Clarity: I find this paper extremely well written. The explanations are clear and, at least to my competency, appear rigorous. The diagrams are extremely helpful and understandable.The introduction to security concepts will make this accessible to many at NeurIPS.

Relation to Prior Work: Yes, as far as I know, but I am not well-read in the security literature.

Reproducibility: Yes

Additional Feedback: I enjoyed reading this paper quite a bit, and the only thing stopping me from giving it a higher score is the fact that the case study is so limited. Three things that can be done to increase its effectiveness are: 1. Test the solution given on the same dataset that was tried for the original algorithm and see if it actually helps. 2. Try the attack on another dataset. 3. Try the attack on the same or another dataset where many small texts are pieced together. 4. Try the attack on the same or another dataset with the original language model, but text generated by a language model finetuned on different users’ posts. If the authors agree to add any two of the above, I am willing to raise my score, unless another reviewer notes a significant flaw I have missed. --- Line 196: You never introduced \tau_N Even though it’s clear from context, it should be introduced for the benefit of the reader who is not familiar with this area._

Review 2

Summary and Contributions: This paper use nucleus sampling as a window to study how to unanonymize anonymized text input. I find the algorithm straight forward and results interesting. The topic is novel and the impact in the future study can be huge

Strengths: An interesting direction that is novel and may have huge impact in the future.

Weaknesses: It would be great if the paper can give some intituive textual example to walk the reader through the algorithm

Correctness: To my knowledge, the experiments look correct

Clarity: The paper is well written

Relation to Prior Work: This is a new direction, very few related work are present.

Reproducibility: Yes

Additional Feedback:

Review 3

Summary and Contributions: The paper shows that text prediction ML models are susceptible to side-channel attacks. It uses the size of the candidate set of tokens that are predicted after each word to generate a "fingerprint" for a sequence. The paper claims and empirically validates that for long enough sequences this fingerprint is "unique" to a sequence. As a result if an attacker can obtain a fingerprint of a user typed sequence it can then generate sequences itself and find those that are "close" to the one typed by the user. As a side-channel the authors use a cache (e.g., a scenario where an attacker runs a process on the same machine as a text prediction software and loads same shared libraries) and a known attack (Flush+reload) to understand which part of the code the text generation process (C) is executing (it does so by flushing the instructions and checking if they have been loaded since flushing: this can be done by measuring the time between flushing and reloading a particular instruction, since cache misses are slower than cache hits one can distinguish whether an instruction was loaded or not). Since ML code makes data dependent accesses, the attack is possible (i.e., loading one instruction vs. another reveals where in the code C is. The main scenario of the attack is de-anonymization of a user. The authors show that if they apply known techniques for mitigating attacks (e.g., removing "if" conditions) then attack can be protected against.

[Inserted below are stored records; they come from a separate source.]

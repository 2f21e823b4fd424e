//! Exported surface of a schema-3 formatter module.

use std::fmt;

use fmtbridge_options::FormatOptions;
use thiserror::Error;

use crate::error::Result;
use crate::{CallContext, FormatOutcome};

/// Schema version this host speaks.
pub const SCHEMA_VERSION: u32 = 3;

/// Status codes shared by the `format()` export and the `host_format` import.
pub const STATUS_UNCHANGED: u32 = 0;
pub const STATUS_CHANGED: u32 = 1;
pub const STATUS_ERROR: u32 = 2;

/// Nullary exports called by the host.
///
/// Exports without a result report `0` through [`ModuleAbi::invoke`].
#[derive(Debug, Clone, Copy, PartialEq, Eq, Hash)]
pub enum Export {
	/// Consumes the shared bytes as the global configuration JSON.
	SetGlobalConfig,
	/// Consumes the shared bytes as the plugin configuration JSON.
	SetPluginConfig,
	/// Drops previously received configuration.
	ResetConfig,
	/// Consumes the shared bytes as the path of the file being formatted.
	SetFilePath,
	/// Consumes the shared bytes as a per-call configuration override. Optional.
	SetOverrideConfig,
	/// Formats the shared bytes. Returns a status code.
	Format,
	/// Loads the formatted text into the shared bytes and returns its length.
	GetFormattedText,
	/// Loads the error message into the shared bytes and returns its length.
	GetErrorText,
}

impl Export {
	/// Symbol name in the module's export table.
	pub const fn symbol(self) -> &'static str {
		match self {
			Self::SetGlobalConfig => "set_global_config",
			Self::SetPluginConfig => "set_plugin_config",
			Self::ResetConfig => "reset_config",
			Self::SetFilePath => "set_file_path",
			Self::SetOverrideConfig => "set_override_config",
			Self::Format => "format",
			Self::GetFormattedText => "get_formatted_text",
			Self::GetErrorText => "get_error_text",
		}
	}
}

impl fmt::Display for Export {
	fn fmt(&self, f: &mut fmt::Formatter<'_>) -> fmt::Result {
		f.write_str(self.symbol())
	}
}

/// Failure crossing the module boundary.
#[derive(Debug, Clone, PartialEq, Eq, Error)]
pub enum AbiError {
	/// The module trapped.
	#[error("trap: {0}")]
	Trap(String),
	/// A host read or write fell outside linear memory.
	#[error("memory access out of bounds at {ptr:#x} (+{len})")]
	OutOfBounds { ptr: u32, len: usize },
	/// A required export is absent or has the wrong signature.
	#[error("missing export `{0}`")]
	MissingExport(&'static str),
}

/// Result type for raw ABI calls.
pub type AbiResult<T> = std::result::Result<T, AbiError>;

/// Low-level calls into one module instance.
///
/// The string protocol layered on top lives in [`super::PluginInstance`]; implementors only move
/// integers and bytes.
pub trait ModuleAbi: Send {
	/// `get_wasm_memory_buffer`: address of the transfer buffer.
	fn buffer_ptr(&mut self) -> AbiResult<u32>;

	/// `get_wasm_memory_buffer_size`: capacity of the transfer buffer in bytes.
	fn buffer_size(&mut self) -> AbiResult<u32>;

	/// `clear_shared_bytes(len)`: starts a transfer of `len` bytes.
	fn clear_shared_bytes(&mut self, len: u32) -> AbiResult<()>;

	/// `add_to_shared_bytes_from_buffer(len)`: appends the first `len` buffer bytes.
	fn add_to_shared_bytes_from_buffer(&mut self, len: u32) -> AbiResult<()>;

	/// `set_buffer_with_shared_bytes(offset, len)`: copies shared bytes into the buffer.
	fn set_buffer_with_shared_bytes(&mut self, offset: u32, len: u32) -> AbiResult<()>;

	/// Copies linear memory at `ptr` into `buf`.
	fn read_memory(&mut self, ptr: u32, buf: &mut [u8]) -> AbiResult<()>;

	/// Copies `bytes` into linear memory at `ptr`.
	fn write_memory(&mut self, ptr: u32, bytes: &[u8]) -> AbiResult<()>;

	/// Calls a nullary export.
	fn invoke(&mut self, export: Export) -> AbiResult<u32>;

	/// Whether the module exports `export`.
	fn exports(&mut self, export: Export) -> bool;

	/// Called before a format sequence; host imports answer for this call until
	/// [`ModuleAbi::end_call`].
	fn begin_call(&mut self, _options: &FormatOptions, _ctx: &CallContext) {}

	fn end_call(&mut self) {}
}

/// Formats text a module hands back to the host through `host_format`, such as a code block
/// inside a markdown document.
pub trait EmbeddedFormatter: Send + Sync {
	/// `path` is the file path hint the module set (`file.ts` for a `ts` fence), and
	/// `override_config` the JSON object it attached, if any.
	fn format_embedded(
		&self,
		path: &str,
		text: &str,
		override_config: Option<&str>,
		options: &FormatOptions,
		ctx: &CallContext,
	) -> Result<FormatOutcome>;
}
//! Error types for option resolution and validation.

use thiserror::Error;

/// Errors raised while resolving or validating formatting options.
///
/// These are caller-correctable and are always raised before any backend runs.
#[derive(Debug, Clone, PartialEq, Eq, Error)]
pub enum OptionsError {
	/// A numeric option is outside its accepted range.
	#[error("option `{name}` must be between {min} and {max}, got {value}")]
	OutOfRange {
		/// Option name as it appears in configuration.
		name: &'static str,
		/// The rejected value.
		value: u64,
		/// Smallest accepted value.
		min: u64,
		/// Largest accepted value.
		max: u64,
	},

	/// A list option contains an entry that cannot be serialized.
	#[error("option `{name}` has an invalid entry {entry:?}: {reason}")]
	InvalidEntry {
		/// Option name as it appears in configuration.
		name: &'static str,
		/// The rejected entry.
		entry: String,
		/// Why the entry was rejected.
		reason: &'static str,
	},

	/// A prose wrap mode string was not recognized.
	#[error("invalid prose wrap mode: {0} (expected 'always', 'never' or 'preserve')")]
	InvalidProseWrap(String),

	/// A content type string was not recognized.
	#[error("unknown content type: {0}")]
	UnknownContentType(String),
}

/// Result type for option operations.
pub type Result<T> = std::result::Result<T, OptionsError>;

Strengths: - privacy of machine learning systems is an important topic - the paper thoroughly investigates side-channel leakage of a text generation model

Weaknesses: - the cache side-channel attack used in the paper is known - any code that makes data-dependent accesses will be prone to side-channel attacks, machine learning code included; this is also not that surprising - the defense is an application of well-known techniques - sequence length has to be quite long for a successful attack ( > 1500 words ), might not be a realistic setting

Correctness: Yes. The paper establishes a very clear methodology for evaluating its claims and presents empirical evidence to validate them.

Clarity: Yes, this is the strongest part of the paper. It is clearly presented.

Relation to Prior Work: This is probably the weakest part of the paper as it combines a known side-channel attack with a new ML algorithm. Code that has data dependent accesses is known to be prone to these attacks and this was demonstrated for a variety of applications (including application working with text: keystrokes [27], spell checking*). *Controlled-Channel Attacks: Deterministic Side Channels for Untrusted Operating Systems by Xu et al S&P'15.

Reproducibility: Yes

Additional Feedback:

Review 4

Summary and Contributions: This paper presents a side channel attack on an text auto-complete system to enable de-anonymization of the text. It argues that artifacts from nuclear sampling (the nuclear sampling series, NSS) for text auto-completion can be used to fingerprint a large number of English word sequences. In the proposed threat model, the attacker runs in a sandboxed process on the same OS as where the user's text auto-complete app runs and is assumed to have complete knowledge of the ML model used for auto-complete. By doing flush+reload cache side channel attacks, the attacker can infer the NSS (the fingerprint) for the text being entered. The attacker can then check this fingerprint against the fingerprint of anonymous posts, such as those on Reddit, to de-anonymize them. Experiments show that this attack can often be successful. The authors raise awareness about side-channel attacks on ML through this work. I have read the rebuttal and generally agree with it.

Strengths: - A novel attack on an ML system showing the risk on side channel attacks. - Demonstrate that nucleus sampling, in its usual implementation, leaks user-typed text. - Propose implementation-level mitigations that defeat side channel attacks by removing relationship between the nucleus size and the number of iterations.

Weaknesses: - That a fingerprint is unique to a text sequence is not proven but only conjectured. However, the paper does present experiments that suggest uniqueness can be presumed for practical purposes. - The proposed reliance of loading the same shared objects appears quite fragile. The user can easily defend against this attack by loading their own copy of the pytorch so. An attacker may use prime+probe but the effectiveness of this attack has not been demonstrated here. - Ultimately, text auto-complete seems like a non-essential application unlike cryptography. That is, if a user were concerned about side channel attacks, they could simply avoid using auto-complete but they cannot avoid using cryptography. It may have been better if the author had attacked some application of ML, which the user could not avoid.

Correctness: Yes.

Clarity: Yes.

Relation to Prior Work: Yes.

Reproducibility: Yes

Additional Feedback: